Que haya aparecido una mácula, deriva o excrecencia, es lo que hemos de analizar, justamente, sin simplificaciones. Y sobre las razones que nos den razón de ese por qué, de esa fractura ocurrida, no dejamos de reparar – es nuestra perspectiva – en que si bien la generación democrática (1958-1998) conoció el don de la libertad y la modernización, culturalmente – como en la persecución de las sombras, diría nuestro más emblemático ilustrado José Rodríguez Iturbe – hemos quedado como presas, los venezolanos, de nuestras taras históricas y sin solución de continuidad: el mito de el Dorado, la constante evocación y en cada crisis del padre bueno y fuerte de estirpe bolivariana, el césar o gendarme necesario, y el complejo adánico o el mito de Sísifo: como vaya viniendo, iremos viendo. Gozamos de la democracia, ciertamente, pero, vuelvo a macharlo, nos la bebimos.

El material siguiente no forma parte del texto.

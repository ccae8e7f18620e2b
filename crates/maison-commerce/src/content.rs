//! Content managed from the admin dashboard: navigation, homepage sections,
//! legal pages and sitemap entries.

use crate::error::CommerceError;
use crate::ids::{LegalPageId, NavItemId, SectionId};
use crate::validate;
use chrono::{DateTime, Utc};
use serde::{Deserialize, Serialize};

/// Maximum nesting of the navigation menu (top level plus one submenu).
pub const MAX_NAV_DEPTH: usize = 2;

/// A navigation entry. Children form the dropdown.
#[derive(Debug, Clone, PartialEq, Serialize, Deserialize)]
#[serde(rename_all = "camelCase")]
pub struct NavItem {
    pub id: NavItemId,
    pub label: String,
    pub href: String,
    #[serde(default)]
    pub position: u32,
    #[serde(default)]
    pub children: Vec<NavItem>,
}

impl NavItem {
    pub fn new(label: impl Into<String>, href: impl Into<String>) -> Self {
        Self {
            id: NavItemId::generate(),
            label: label.into(),
            href: href.into(),
            position: 0,
            children: Vec::new(),
        }
    }

    pub fn with_children(mut self, children: Vec<NavItem>) -> Self {
        self.children = children;
        renumber(&mut self.children);
        self
    }

    /// Whether `path` is this item or one of its descendants, for highlighting.
    pub fn is_active(&self, path: &str) -> bool {
        path_matches(&self.href, path) || self.children.iter().any(|c| c.is_active(path))
    }
}

fn path_matches(href: &str, path: &str) -> bool {
    if href == "/" {
        return path == "/";
    }
    path == href || path.starts_with(&format!("{}/", href.trim_end_matches('/')))
}

/// Sort each level by `position`, recursively.
pub fn sort_tree(items: &mut [NavItem]) {
    items.sort_by_key(|i| i.position);
    for item in items.iter_mut() {
        sort_tree(&mut item.children);
    }
}

/// Rewrite `position` to match the current order at every level.
pub fn renumber(items: &mut [NavItem]) {
    for (i, item) in items.iter_mut().enumerate() {
        item.position = i as u32;
        renumber(&mut item.children);
    }
}

/// Find an item anywhere in the tree.
pub fn find<'a>(items: &'a [NavItem], id: &NavItemId) -> Option<&'a NavItem> {
    items.iter().find_map(|item| {
        if &item.id == id {
            Some(item)
        } else {
            find(&item.children, id)
        }
    })
}

/// Remove an item (and its children) anywhere in the tree.
pub fn remove(items: &mut Vec<NavItem>, id: &NavItemId) -> Option<NavItem> {
    if let Some(pos) = items.iter().position(|i| &i.id == id) {
        let removed = items.remove(pos);
        renumber(items);
        return Some(removed);
    }
    items.iter_mut().find_map(|item| remove(&mut item.children, id))
}

/// Validate labels, links and nesting depth before saving.
pub fn validate_tree(items: &[NavItem]) -> Result<(), Vec<CommerceError>> {
    fn walk(items: &[NavItem], depth: usize, errors: &mut Vec<CommerceError>) {
        for item in items {
            if depth > MAX_NAV_DEPTH {
                errors.push(CommerceError::validation(
                    "children",
                    format!("{:?} is nested too deeply", item.label),
                ));
                continue;
            }
            if let Err(e) = validate::length("label", &item.label, 1, 40) {
                errors.push(e);
            }
            if let Err(e) = validate::link("href", &item.href) {
                errors.push(e);
            }
            walk(&item.children, depth + 1, errors);
        }
    }

    let mut errors = Vec::new();
    walk(items, 1, &mut errors);
    if errors.is_empty() {
        Ok(())
    } else {
        Err(errors)
    }
}

/// Homepage section content, tagged by `type` on the wire.
#[derive(Debug, Clone, PartialEq, Serialize, Deserialize)]
#[serde(tag = "type", rename_all = "kebab-case")]
pub enum HomeSection {
    #[serde(rename_all = "camelCase")]
    Hero {
        headline: String,
        #[serde(default)]
        subheadline: Option<String>,
        #[serde(default)]
        image_url: Option<String>,
        cta_text: String,
        cta_url: String,
    },
    /// Product carousel fed by a collection.
    #[serde(rename_all = "camelCase")]
    ProductCarousel {
        title: String,
        collection: String,
        #[serde(default = "default_limit")]
        limit: u32,
    },
    #[serde(rename_all = "camelCase")]
    Banner {
        image_url: String,
        #[serde(default)]
        title: Option<String>,
        #[serde(default)]
        link: Option<String>,
    },
    #[serde(rename_all = "camelCase")]
    Testimonials { title: String },
    #[serde(rename_all = "camelCase")]
    SocialFeed {
        title: String,
        #[serde(default)]
        handle: Option<String>,
    },
}

fn default_limit() -> u32 {
    12
}

impl HomeSection {
    pub fn kind(&self) -> &'static str {
        match self {
            HomeSection::Hero { .. } => "hero",
            HomeSection::ProductCarousel { .. } => "product-carousel",
            HomeSection::Banner { .. } => "banner",
            HomeSection::Testimonials { .. } => "testimonials",
            HomeSection::SocialFeed { .. } => "social-feed",
        }
    }

    pub fn validate(&self) -> Result<(), Vec<CommerceError>> {
        match self {
            HomeSection::Hero {
                headline,
                cta_text,
                cta_url,
                ..
            } => validate::collect([
                validate::length("headline", headline, 1, 120),
                validate::required("ctaText", cta_text),
                validate::link("ctaUrl", cta_url),
            ]),
            HomeSection::ProductCarousel {
                title,
                collection,
                limit,
            } => validate::collect([
                validate::required("title", title),
                validate::slug("collection", collection),
                if (1..=48).contains(limit) {
                    Ok(())
                } else {
                    Err(CommerceError::validation("limit", "must be between 1 and 48"))
                },
            ]),
            HomeSection::Banner { image_url, link, .. } => validate::collect([
                validate::required("imageUrl", image_url),
                match link {
                    Some(l) => validate::link("link", l),
                    None => Ok(()),
                },
            ]),
            HomeSection::Testimonials { title } | HomeSection::SocialFeed { title, .. } => {
                validate::collect([validate::required("title", title)])
            }
        }
    }
}

/// A homepage slot: ordering and visibility around its content.
#[derive(Debug, Clone, PartialEq, Serialize, Deserialize)]
#[serde(rename_all = "camelCase")]
pub struct HomeSectionEntry {
    pub id: SectionId,
    #[serde(default)]
    pub position: u32,
    #[serde(default = "default_enabled")]
    pub enabled: bool,
    #[serde(flatten)]
    pub section: HomeSection,
}

fn default_enabled() -> bool {
    true
}

/// Enabled sections in display order.
pub fn visible_sections(entries: &[HomeSectionEntry]) -> Vec<&HomeSectionEntry> {
    let mut out: Vec<_> = entries.iter().filter(|e| e.enabled).collect();
    out.sort_by_key(|e| e.position);
    out
}

/// A legal or policy page.
#[derive(Debug, Clone, PartialEq, Serialize, Deserialize)]
#[serde(rename_all = "camelCase")]
pub struct LegalPage {
    pub id: LegalPageId,
    pub slug: String,
    pub title: String,
    /// Markdown body.
    pub body: String,
    pub updated_at: DateTime<Utc>,
}

/// Admin create-or-replace body, keyed by slug.
#[derive(Debug, Clone, PartialEq, Serialize, Deserialize, Default)]
#[serde(rename_all = "camelCase")]
pub struct LegalPageInput {
    pub slug: String,
    pub title: String,
    pub body: String,
}

impl LegalPageInput {
    pub fn validate(&self) -> Result<(), Vec<CommerceError>> {
        validate::collect([
            validate::slug("slug", &self.slug),
            validate::length("title", &self.title, 2, 120),
            validate::required("body", &self.body),
        ])
    }
}

/// How often a URL is expected to change.
#[derive(Debug, Clone, Copy, PartialEq, Eq, Serialize, Deserialize)]
#[serde(rename_all = "lowercase")]
pub enum ChangeFreq {
    Always,
    Hourly,
    Daily,
    Weekly,
    Monthly,
    Yearly,
    Never,
}

impl ChangeFreq {
    pub fn as_str(&self) -> &'static str {
        match self {
            ChangeFreq::Always => "always",
            ChangeFreq::Hourly => "hourly",
            ChangeFreq::Daily => "daily",
            ChangeFreq::Weekly => "weekly",
            ChangeFreq::Monthly => "monthly",
            ChangeFreq::Yearly => "yearly",
            ChangeFreq::Never => "never",
        }
    }
}

#[derive(Debug, Clone, PartialEq, Serialize, Deserialize)]
#[serde(rename_all = "camelCase")]
pub struct SitemapEntry {
    /// Absolute URL or site-relative path.
    pub loc: String,
    #[serde(default)]
    pub lastmod: Option<DateTime<Utc>>,
    #[serde(default)]
    pub changefreq: Option<ChangeFreq>,
    #[serde(default)]
    pub priority: Option<f32>,
}

impl SitemapEntry {
    pub fn new(loc: impl Into<String>) -> Self {
        Self {
            loc: loc.into(),
            lastmod: None,
            changefreq: None,
            priority: None,
        }
    }
}

#[cfg(test)]
mod tests {
    use super::*;

    fn nav() -> Vec<NavItem> {
        vec![
            NavItem::new("Home", "/"),
            NavItem::new("Women", "/products?collection=women").with_children(vec![
                NavItem::new("Dresses", "/products?collection=dresses"),
                NavItem::new("Sarees", "/products?collection=sarees"),
            ]),
            NavItem::new("Contact", "/contact"),
        ]
    }

    #[test]
    fn test_sort_and_renumber() {
        let mut items = nav();
        items[0].position = 5;
        items[1].position = 1;
        items[2].position = 3;
        sort_tree(&mut items);
        let labels: Vec<_> = items.iter().map(|i| i.label.as_str()).collect();
        assert_eq!(labels, vec!["Women", "Contact", "Home"]);

        renumber(&mut items);
        assert_eq!(items.iter().map(|i| i.position).collect::<Vec<_>>(), vec![0, 1, 2]);
        assert_eq!(items[0].children[1].position, 1);
    }

    #[test]
    fn test_find_and_remove_nested() {
        let mut items = nav();
        let sarees = items[1].children[1].id.clone();
        assert_eq!(find(&items, &sarees).unwrap().label, "Sarees");
        let removed = remove(&mut items, &sarees).unwrap();
        assert_eq!(removed.label, "Sarees");
        assert!(find(&items, &sarees).is_none());
        assert_eq!(items[1].children.len(), 1);
    }

    #[test]
    fn test_validate_tree_depth_and_links() {
        assert!(validate_tree(&nav()).is_ok());

        let mut items = nav();
        items[1].children[0].children = vec![NavItem::new("Too deep", "/x")];
        items[2].href = "contact".to_string();
        let errors = validate_tree(&items).unwrap_err();
        assert_eq!(errors.len(), 2);
    }

    #[test]
    fn test_is_active() {
        let contact = NavItem::new("Contact", "/contact");
        assert!(contact.is_active("/contact"));
        assert!(!contact.is_active("/contacts"));
        let home = NavItem::new("Home", "/");
        assert!(!home.is_active("/cart"));
        let legal = NavItem::new("Legal", "/legal");
        assert!(legal.is_active("/legal/privacy"));
    }

    #[test]
    fn test_home_section_wire_format() {
        let json = serde_json::json!({
            "id": "s1",
            "position": 2,
            "type": "product-carousel",
            "title": "New In",
            "collection": "new-in"
        });
        let entry: HomeSectionEntry = serde_json::from_value(json).unwrap();
        assert!(entry.enabled);
        assert_eq!(entry.section.kind(), "product-carousel");
        assert_eq!(
            entry.section,
            HomeSection::ProductCarousel {
                title: "New In".to_string(),
                collection: "new-in".to_string(),
                limit: 12
            }
        );
        let back = serde_json::to_value(&entry).unwrap();
        assert_eq!(back["type"], "product-carousel");
    }

    #[test]
    fn test_visible_sections_order() {
        let mk = |id: &str, position, enabled| HomeSectionEntry {
            id: SectionId::new(id),
            position,
            enabled,
            section: HomeSection::Testimonials { title: "Loved".into() },
        };
        let entries = vec![mk("a", 3, true), mk("b", 1, false), mk("c", 0, true)];
        let ids: Vec<_> = visible_sections(&entries).iter().map(|e| e.id.as_str()).collect();
        assert_eq!(ids, vec!["c", "a"]);
    }

    #[test]
    fn test_section_validation() {
        let hero = HomeSection::Hero {
            headline: "Summer Linen".into(),
            subheadline: None,
            image_url: None,
            cta_text: "Shop".into(),
            cta_url: "shop".into(),
        };
        assert_eq!(hero.validate().unwrap_err()[0].field(), Some("ctaUrl"));
    }

    #[test]
    fn test_legal_input_validation() {
        let input = LegalPageInput {
            slug: "returns-policy".into(),
            title: "Returns".into(),
            body: "30 days.".into(),
        };
        assert!(input.validate().is_ok());
        let bad = LegalPageInput { slug: "Returns Policy".into(), ..input };
        assert!(bad.validate().is_err());
    }
}
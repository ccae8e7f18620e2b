//! Social feed posts shown on the homepage.

use chrono::{DateTime, Utc};
use serde::{Deserialize, Serialize};

#[derive(Debug, Clone, Copy, PartialEq, Eq, Serialize, Deserialize, Default)]
#[serde(rename_all = "SCREAMING_SNAKE_CASE")]
pub enum MediaType {
    #[default]
    Image,
    Video,
    CarouselAlbum,
}

#[derive(Debug, Clone, PartialEq, Serialize, Deserialize)]
#[serde(rename_all = "camelCase")]
pub struct SocialPost {
    pub id: String,
    #[serde(default)]
    pub media_type: MediaType,
    pub media_url: String,
    /// Poster frame for videos.
    #[serde(default)]
    pub thumbnail_url: Option<String>,
    pub permalink: String,
    #[serde(default)]
    pub caption: Option<String>,
    #[serde(default)]
    pub timestamp: Option<DateTime<Utc>>,
}

impl SocialPost {
    /// Image to render in the grid.
    pub fn display_url(&self) -> &str {
        match self.media_type {
            MediaType::Video => self.thumbnail_url.as_deref().unwrap_or(&self.media_url),
            _ => &self.media_url,
        }
    }

    /// Caption cut to `max` characters on a word boundary, with an ellipsis.
    pub fn short_caption(&self, max: usize) -> Option<String> {
        let caption = self.caption.as_deref()?.trim();
        if caption.chars().count() <= max {
            return Some(caption.to_string());
        }
        let cut: String = caption.chars().take(max).collect();
        let cut = match cut.rfind(char::is_whitespace) {
            Some(pos) if pos > 0 => &cut[..pos],
            _ => cut.as_str(),
        };
        Some(format!("{}\u{2026}", cut.trim_end()))
    }
}
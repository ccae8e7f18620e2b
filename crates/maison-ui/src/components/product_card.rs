use super::rating::RatingStars;
use leptos::prelude::*;
use maison_commerce::catalog::Product;

/// Grid tile for a product: image (second image on hover), title, price,
/// sale badge and a wishlist heart.
#[component]
pub fn ProductCard(
    product: Product,
    #[prop(into, default = Signal::stored(false))] wishlisted: Signal<bool>,
    #[prop(optional)] on_wishlist: Option<Callback<Product>>,
) -> impl IntoView {
    let href = product.url();
    let image = product
        .featured_image()
        .map(|img| (img.url.clone(), img.alt.clone().unwrap_or_else(|| product.title.clone())));
    let hover = product.hover_image().cloned();
    let price = product.price.display();
    let compare_at = product
        .compare_at_price
        .filter(|_| product.is_on_sale())
        .map(|m| m.display());
    let discount = product.discount_percent();
    let rating = product.average_rating;
    let sold_out = !product.available;
    let title = product.title.clone();

    view! {
        <article class="product-card" class:sold-out=sold_out>
            <a href=href.clone() class="product-card-media">
                {image.map(|(src, alt)| view! {
                    <img class="product-card-image" src=src alt=alt loading="lazy"/>
                })}
                {hover.map(|img| view! {
                    <img class="product-card-image-hover" src=img.url alt="" aria-hidden="true" loading="lazy"/>
                })}
                {discount.map(|pct| view! { <span class="badge badge-sale">{format!("-{pct}%")}</span> })}
                {sold_out.then(|| view! { <span class="badge badge-sold-out">"Sold out"</span> })}
            </a>
            {on_wishlist.map(|cb| {
                let product = product.clone();
                view! {
                    <button
                        class="wishlist-toggle"
                        class:active=move || wishlisted.get()
                        aria-pressed=move || wishlisted.get().to_string()
                        aria-label="Save to wishlist"
                        on:click=move |_| cb.run(product.clone())
                    >
                        "♥"
                    </button>
                }
            })}
            <div class="product-card-info">
                <a href=href><h3 class="product-card-title">{title}</h3></a>
                <p class="price">
                    <span class="price-current">{price}</span>
                    {compare_at.map(|c| view! { <s class="price-compare">{c}</s> })}
                </p>
                {rating.map(|r| view! { <RatingStars rating=r/> })}
            </div>
        </article>
    }
}

/// Placeholder with the card's shape while products load.
#[component]
pub fn ProductCardSkeleton() -> impl IntoView {
    view! {
        <div class="product-card" aria-hidden="true">
            <div class="skeleton" style="width: 100%; aspect-ratio: 3 / 4;"></div>
            <div class="product-card-info">
                <div class="skeleton" style="width: 80%; height: 1.25rem; margin-bottom: 0.5rem;"></div>
                <div class="skeleton" style="width: 40%; height: 1rem;"></div>
            </div>
        </div>
    }
}

/// A grid of `count` skeleton cards.
#[component]
pub fn ProductGridSkeleton(#[prop(default = 8)] count: usize) -> impl IntoView {
    view! {
        <div class="products">
            {(0..count).map(|_| view! { <ProductCardSkeleton/> }).collect_view()}
        </div>
    }
}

Importará, aquí sí, recrear el tiempo inaugural de la llamada revolución bolivariana – ante la cual muy pocos permanecieron alertas, pues incluso desde el extranjero se tachaba de alarmista al que no le diese el beneficio de la duda – sobre todo para orientar, a quienes tengan la grave responsabilidad de reunir a la nación reconciliándola y de incidir sobre las políticas públicas pertinentes al desafío. Leer esa génesis, entenderla más allá de las trincheras y los reduccionismos, puede servirnos para conjurar o reducir los equívocos inevitables en toda empresa humana, y para reparar los daños – memoria, verdad y justicia - y asimismo para que seamos útiles, tras nuestra reconstrucción, a otras naciones que se vean amenazadas por el cáncer político del siglo XXI que hemos padecido. Los venezolanos, en efecto, venimos del futuro.